Scientists from Harvard Medical School are using artificial intelligence (AI) to solve the problem of finding treatments for rare and neglected diseases. They have developed a new method, called TxGNN, that could help identify new drug candidates for more than 7,000 rare and undiagnosed diseases. Details of the method are discussed in a Nature Medicine paper titled, “A foundation model for clinician-centered drug repurposing.”
To date, just 5–7% of rare and neglected diseases have an FDA-approved drug. The rest remain either untreated and undertreated. AI-based applications like TxGNN can help address this challenge by propelling the discovery of new therapies from existing medicines, offering hope for both patients and clinicians.
According to its developers, TxGNN is the first method developed specifically for identifying drug candidates for rare diseases and conditions with no treatments. It identified drugs from existing medicines for more than 17,000 diseases, many of which did not already have treatments, representing the largest number of diseases handled by a single AI model to date. And that’s just a start, the researchers say, as the model could be applied to even more disease types than those used for this study.
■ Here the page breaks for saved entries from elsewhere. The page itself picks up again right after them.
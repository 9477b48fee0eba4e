//! The federated-services syncer: Kubernetes Services and Endpoints from the
//! local cluster and, kept apart from them, from each remote cluster.

use crate::{CALICO_CLIENT_ID, K8S_CLIENT_ID};
use calico_syncer_core::{
    k8s::{kinds, OverlayRoutingMode, RemoteClusterConfiguration},
    CalicoApiConfig, Client, Error, KVPair, Key, ListOptions, SyncerCallbacks, Update,
};
use calico_syncer_remote::{FederationBuilder, RemoteClusterInterface};
use calico_syncer_watch::{ResourceType, WatcherSyncer};
use std::sync::Arc;

/// Wraps every key from a remote cluster in a `RemoteClusterResource` key.
#[derive(Copy, Clone, Debug, Default)]
pub struct ServicesRemoteClusterProcessor;

/// Builds the federated-services syncer. Configurations are read from the
/// Calico datastore and Services and Endpoints from Kubernetes.
pub fn new(
    calico: Arc<dyn Client>,
    k8s: Arc<dyn Client>,
    callbacks: Arc<dyn SyncerCallbacks>,
    federation: FederationBuilder,
) -> Result<WatcherSyncer, Error> {
    let resource_types = vec![
        ResourceType::new(ListOptions::resource(kinds::REMOTE_CLUSTER_CONFIGURATION))
            .with_client(CALICO_CLIENT_ID),
        ResourceType::new(ListOptions::resource(kinds::SERVICE)).with_client(K8S_CLIENT_ID),
        ResourceType::new(ListOptions::resource(kinds::ENDPOINTS)).with_client(K8S_CLIENT_ID),
    ];
    let clients = [
        (CALICO_CLIENT_ID.to_string(), calico),
        (K8S_CLIENT_ID.to_string(), k8s),
    ];
    let callbacks = federation.build(callbacks, ServicesRemoteClusterProcessor);
    WatcherSyncer::new_multi_client(clients, resource_types, Arc::new(callbacks))
}

impl RemoteClusterInterface for ServicesRemoteClusterProcessor {
    fn get_calico_api_config(&self, rcc: &RemoteClusterConfiguration) -> Option<CalicoApiConfig> {
        crate::calico_api_config(rcc)
    }

    fn create_resource_types(&self, _: OverlayRoutingMode) -> Vec<ResourceType> {
        vec![
            ResourceType::new(ListOptions::resource(kinds::SERVICE)),
            ResourceType::new(ListOptions::resource(kinds::ENDPOINTS)),
        ]
    }

    fn convert_updates(&self, cluster: &str, updates: Vec<Update>) -> Vec<Update> {
        updates
            .into_iter()
            .map(|Update { kv, update_type }| {
                let key = match kv.key {
                    Key::Resource(resource) => Key::RemoteClusterResource {
                        cluster: cluster.to_string(),
                        resource,
                    },
                    key => panic!("unexpected key from remote cluster {cluster}: {key}"),
                };
                Update::new(KVPair { key, ..kv }, update_type)
            })
            .collect()
    }
}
So how does it work? The tool is a graph foundation model with two central features. The first identifies treatment candidates along with possible side effects and another feature that explains the rationale for the decision. It was trained on large quantities of data including genomic data, cell signaling information, gene activity data, clinical notes, and more. The researchers tested and refined the model by asking it to perform various tasks and validated its performance on 1.2 million patients records.
The team then asked the model to select drug candidates for various diseases. They also requested that the model make some additional predictions. For example, they asked the tool to predict patient characteristics that would prevent the selected drug candidates from being used to treat particular populations. In another task, the scientists tasked the tool with identifying small molecules that effectively blocked the activity of some proteins implicated in disease-causing pathways and processes.
In another test, the researchers asked the model to identify drugs for three rare conditions that were not included in its training dataset. The conditions were a neurodevelopmental disorder, a connective-tissue disease, and a condition that causes water imbalance. They then compared the model’s therapy suggestions to clinical knowledge about how the suggested drugs work. Results showed that not only did TxGNN’s recommendations align with current medical knowledge, the tool also provided the rationale behind its decision.
The Harvard team has made its tool available for free and they hope clinician-scientists use it. Of course any therapies identified using the model would require additional evaluation for dosing and timing of delivery before being applied to patients. The team is already collaborating with several rare disease foundations to help identify possible treatments for their diseases of interest.
“With this tool we aim to identify new therapies across the disease spectrum but when it comes to rare, ultra rare, and neglected conditions, we foresee this model could help close, or at least narrow, a gap that creates serious health disparities,” said Marinka Zitnik, PhD, lead researcher and an assistant professor of biomedical informatics in the Blavatnik Institute at Harvard Medical School.